The game based on the struggle between state and society, the military and civilians, the conservative bourgeoisie and the old elite, authenticity and top-down modernity has come to an end. The winners have reaped the benefits and these binaries serve them no more. The common sense oppositions of the 1980s through the 2000s do not make sense today, if they ever did. It is time to pack up and leave the grandstand—or the field, if you were one of the players. The master-crafters of the field have already left the building. Do not expect an encore.
Postscript
This essay was finalized a few days before the mining massacre in Soma. Capital’s passive revolution, for which liberal-conservative discourse procured a lot of elite and international support, took hundreds of lives by disqualifying all kinds of regulation that would create secure working conditions. Liberals might now race with each other to explain this murder based on Erdoğan’s personality and the authoritarianism of his circle. Or they might temporarily pay lip service to “neoliberalism`s" destructiveness (as a couple of them did during the Gezi Revolt, only to return to their liberal-conservative agenda in the following months).
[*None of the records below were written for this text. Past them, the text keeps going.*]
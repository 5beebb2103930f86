//! TCP listener for accepting client connections

use crate::config::ServerConfig;
use crate::server::decode::GbkDecoder;
use crate::server::session::Session;
use crate::server::LogStorage;
use crate::{LogSinkError, Result};
use std::net::SocketAddr;
use std::sync::Arc;
use tokio::net::TcpListener;
use tokio::sync::broadcast;
use tracing::{error, info};

/// TCP server that accepts connections and spawns one session task each.
///
/// Concurrency is unbounded by design; ingestion rates from appliance
/// telemetry are low enough that admission control is not worth its cost.
pub struct TcpReceiver {
    listener: TcpListener,
    config: ServerConfig,
    storage: Arc<LogStorage>,
    shutdown_rx: broadcast::Receiver<()>,
}

impl TcpReceiver {
    /// Bind the listener. A bind failure here is fatal to startup.
    pub async fn bind(
        config: &ServerConfig,
        storage: Arc<LogStorage>,
        shutdown_rx: broadcast::Receiver<()>,
    ) -> Result<Self> {
        let endpoint = config.bind_endpoint();
        let listener = TcpListener::bind(&endpoint)
            .await
            .map_err(|e| LogSinkError::Server(format!("Failed to bind {}: {}", endpoint, e)))?;

        Ok(Self {
            listener,
            config: config.clone(),
            storage,
            shutdown_rx,
        })
    }

    /// The address the listener actually bound to
    pub fn local_addr(&self) -> Result<SocketAddr> {
        Ok(self.listener.local_addr()?)
    }

    /// Accept connections until shutdown is signalled
    pub async fn start(mut self) -> Result<()> {
        loop {
            tokio::select! {
                result = self.listener.accept() => {
                    match result {
                        Ok((stream, addr)) => {
                            info!(peer = %addr, "Connected");
                            let session = Session::new(
                                stream,
                                addr.ip().to_string(),
                                GbkDecoder,
                                Arc::clone(&self.storage),
                                self.config.server.buffer_size,
                                self.config.idle_timeout(),
                            );
                            tokio::spawn(async move {
                                let end = session.run().await;
                                info!(peer = %addr, outcome = ?end, "Session ended");
                            });
                        }
                        Err(e) => {
                            error!(error = %e, "Failed to accept connection");
                        }
                    }
                }
                _ = self.shutdown_rx.recv() => {
                    info!("Accept loop stopping");
                    break;
                }
            }
        }

        Ok(())
    }
}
They will thereby seek to cloud the obvious: the sociopolitical model they propounded for a decade is a blank check for these kinds of “accidents.”
Today, it is clearer than ever that any meaningful mobilization in Turkey has to be organized against the business class rather than with the business class. And the dominated classes, which the refined intellectuals look down on, have to be at the core of it.
NOTES
[1] This is not the place to engage in a full analysis of pro-government leftist discourses around this time, but it should be noted that the analysis of the situation varied significantly from one leftist circle to the other. For instance, the slogan’s neo-Trotskyist author compared the “yes” voters of the 2010 referendum to the masses of the October Revolution, insinuating that he perceived the new regime’s base as proletarian rather than bourgeois revolutionaries.
[2] Ayşe Buğra and Osman Savaşkan, New Capitalism in Turkey: The Relationship between Politics, Religion and Business (Edward Elgar, 2014).